Saved entries:
----
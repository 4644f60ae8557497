//! Loader for planetary colony records.
//!
//! Turns the JSON colony records delivered by the colony service into
//! validated, fully resolved [`ColonyModel`]s. Loading runs in two stages:
//!
//! 1. [`parse_record`] / [`parse_records`] deserialize the raw shapes from
//!    [`record`].
//! 2. [`load`] validates a record and resolves every pin's names through a
//!    [`Catalog`].
//!
//! Route commodities are left unresolved here; the graph builder resolves
//! them while assigning colors.
//!
//! # Example
//!
//! ```
//! use colony_graph_core::catalog::StaticCatalog;
//!
//! let catalog = StaticCatalog::new().with_type(2524, "Barren Command Center");
//! let json = r#"{
//!     "last_update": "2017-06-03T09:05:07Z",
//!     "planet_type": "barren",
//!     "name": "Amarr VIII",
//!     "solar_system_id": 30002187,
//!     "upgrade_level": 4,
//!     "colony_layout": {
//!         "pins": [{ "pin_id": 1, "type_id": 2524, "latitude": 1.0, "longitude": 2.0 }],
//!         "links": [],
//!         "routes": []
//!     }
//! }"#;
//!
//! let record = colony_graph_loader::parse_record(json).unwrap();
//! let model = colony_graph_loader::load(&record, &catalog).unwrap();
//! assert_eq!(model.pins[0].type_name, "Barren Command Center");
//! ```

pub mod error;
pub mod record;
pub mod timestamp;

pub use error::{LoadError, ValidationError};

use indexmap::IndexMap;
use log::{debug, info, trace};

use colony_graph_core::{
    catalog::Catalog,
    identifier::PinId,
    semantic::{
        ColonyInfo, ColonyModel, Extraction, Link, Pin, PinRole, Route, Schematic,
    },
};

use record::{ColonyRecord, PinRecord};

/// Deserializes a single colony record.
///
/// # Errors
///
/// Returns [`ValidationError::Malformed`] if the JSON is invalid or a
/// required field is missing.
pub fn parse_record(json: &str) -> Result<ColonyRecord, LoadError> {
    Ok(serde_json::from_str(json)?)
}

/// Deserializes a document holding one record or an array of records.
///
/// Records are deserialized independently, so one malformed record does not
/// hide the others. The outer error covers a document that is not JSON at
/// all.
///
/// # Errors
///
/// Returns [`ValidationError::Malformed`] if the document is not valid JSON.
pub fn parse_records(json: &str) -> Result<Vec<Result<ColonyRecord, LoadError>>, LoadError> {
    let document: serde_json::Value = serde_json::from_str(json)?;
    let values = match document {
        serde_json::Value::Array(values) => values,
        value => vec![value],
    };

    Ok(values
        .into_iter()
        .map(|value| serde_json::from_value(value).map_err(LoadError::from))
        .collect())
}

/// Validates a record and resolves it into a [`ColonyModel`].
///
/// # Errors
///
/// Returns [`LoadError::Validation`] for malformed timestamps, duplicate
/// pin ids, non-finite coordinates, or links and routes without pins.
/// Returns [`LoadError::Resolution`] if the catalog does not know a pin's
/// type, schematic, or extractor product.
pub fn load(record: &ColonyRecord, catalog: &impl Catalog) -> Result<ColonyModel, LoadError> {
    info!(planet = record.name; "Loading colony");

    let info = colony_info(record)?;
    let layout = &record.colony_layout;

    if layout.pins.is_empty() && !(layout.links.is_empty() && layout.routes.is_empty()) {
        return Err(ValidationError::NoPins {
            links: layout.links.len(),
            routes: layout.routes.len(),
        }
        .into());
    }

    let mut pins: IndexMap<PinId, Pin> = IndexMap::with_capacity(layout.pins.len());
    for pin_record in &layout.pins {
        if pins.contains_key(&pin_record.pin_id) {
            return Err(ValidationError::DuplicatePin(pin_record.pin_id).into());
        }
        let pin = resolve_pin(pin_record, catalog)?;
        trace!(pin:?; "Resolved pin");
        pins.insert(pin.id, pin);
    }

    let links = layout
        .links
        .iter()
        .map(|link| Link {
            source: link.source_pin_id,
            destination: link.destination_pin_id,
            level: link.link_level,
        })
        .collect::<Vec<_>>();

    let routes = layout
        .routes
        .iter()
        .map(|route| Route {
            source: route.source_pin_id,
            destination: route.destination_pin_id,
            content_type_id: route.content_type_id,
        })
        .collect::<Vec<_>>();

    debug!(
        planet = info.planet_name,
        pins = pins.len(),
        links = links.len(),
        routes = routes.len();
        "Colony loaded"
    );

    Ok(ColonyModel {
        info,
        pins: pins.into_values().collect(),
        links,
        routes,
    })
}

fn colony_info(record: &ColonyRecord) -> Result<ColonyInfo, ValidationError> {
    let last_update = timestamp::parse_timestamp(&record.last_update)
        .ok_or_else(|| ValidationError::Timestamp(record.last_update.clone()))?;

    Ok(ColonyInfo {
        planet_name: record.name.clone(),
        planet_type: record.planet_type.clone(),
        solar_system_id: record.solar_system_id,
        command_center_upgrade_level: record.upgrade_level,
        last_update,
    })
}

fn resolve_pin(record: &PinRecord, catalog: &impl Catalog) -> Result<Pin, LoadError> {
    if !(record.latitude.is_finite() && record.longitude.is_finite()) {
        return Err(ValidationError::Coordinates(record.pin_id).into());
    }

    let resolution = LoadError::resolution;
    let type_name = catalog
        .type_name(record.type_id)
        .map_err(resolution(record.pin_id))?;

    let role = if let Some(details) = &record.extractor_details {
        let product_name = catalog
            .type_name(details.product_type_id)
            .map_err(resolution(record.pin_id))?;
        PinRole::Extractor(Extraction {
            product_type_id: details.product_type_id,
            product_name,
            qty_per_cycle: details.qty_per_cycle,
        })
    } else if let Some(schematic_id) = record.schematic_id {
        let name = catalog
            .schematic_name(schematic_id)
            .map_err(resolution(record.pin_id))?;
        PinRole::Processor(Schematic {
            id: schematic_id,
            name,
        })
    } else {
        PinRole::Plain
    };

    Ok(Pin {
        id: record.pin_id,
        type_id: record.type_id,
        type_name,
        latitude: record.latitude,
        longitude: record.longitude,
        role,
    })
}
//! Locates the colony-graph TOML settings and turns them into an [`AppConfig`].

use std::{
    fs, io,
    path::{Path, PathBuf},
};

use directories::ProjectDirs;
use log::{debug, info};
use thiserror::Error;

use colony_graph::config::AppConfig;

/// Why a settings file could not be used.
#[derive(Debug, Error)]
pub enum ConfigError {
    #[error("Failed to parse TOML configuration: {0}")]
    Parse(String),

    #[error("Missing configuration file: {0}")]
    MissingFile(PathBuf),

    #[error("Failed to read configuration file {path}: {source}")]
    Read {
        path: PathBuf,
        #[source]
        source: io::Error,
    },

    #[error("Validation error: {0}")]
    Validation(String),
}

/// Returns the settings the CLI should run with.
///
/// A path given with `--config` always wins and must exist. Otherwise the
/// first of `colony-graph/config.toml` under the working directory and
/// `config.toml` in the platform config directory that exists is read. With
/// neither present the built-in defaults apply.
///
/// # Errors
///
/// Fails when the chosen file is missing, unreadable, not valid TOML, or
/// names a style color or pen width that does not resolve.
pub fn load_config(explicit_path: Option<impl AsRef<Path>>) -> Result<AppConfig, ConfigError> {
    if let Some(path) = explicit_path {
        let path = path.as_ref();
        info!(path = path.display().to_string(); "Loading configuration from explicit path");
        return load_config_file(path);
    }

    let local_config = Path::new("colony-graph/config.toml");
    if local_config.exists() {
        info!(path = local_config.display().to_string(); "Loading configuration from local path");
        return load_config_file(local_config);
    }

    if let Some(proj_dirs) = ProjectDirs::from("com", "colony-graph", "colony-graph") {
        let system_config = proj_dirs.config_dir().join("config.toml");

        if system_config.exists() {
            info!(path = system_config.display().to_string(); "Loading configuration from system path");
            return load_config_file(system_config);
        }

        debug!(path = system_config.display().to_string(); "System configuration file not found");
    } else {
        debug!("Could not determine platform-specific config directory");
    }

    debug!("No configuration file found, using default configuration");
    Ok(AppConfig::default())
}

/// Reads one settings file and checks that its style resolves.
///
/// # Errors
///
/// See [`ConfigError`] for each failure.
pub fn load_config_file(path: impl AsRef<Path>) -> Result<AppConfig, ConfigError> {
    let path = path.as_ref();

    if !path.exists() {
        return Err(ConfigError::MissingFile(path.to_path_buf()));
    }

    let content = fs::read_to_string(path).map_err(|source| ConfigError::Read {
        path: path.to_path_buf(),
        source,
    })?;

    let config: AppConfig =
        toml::from_str(&content).map_err(|e| ConfigError::Parse(e.to_string()))?;

    config
        .style()
        .resolve()
        .map_err(ConfigError::Validation)?;

    Ok(config)
}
----
WHAT YOU HAVE TO DO → Say how many lines in the data hold the string "Loading", and say nothing else.

REPLY TO THE TASK → 5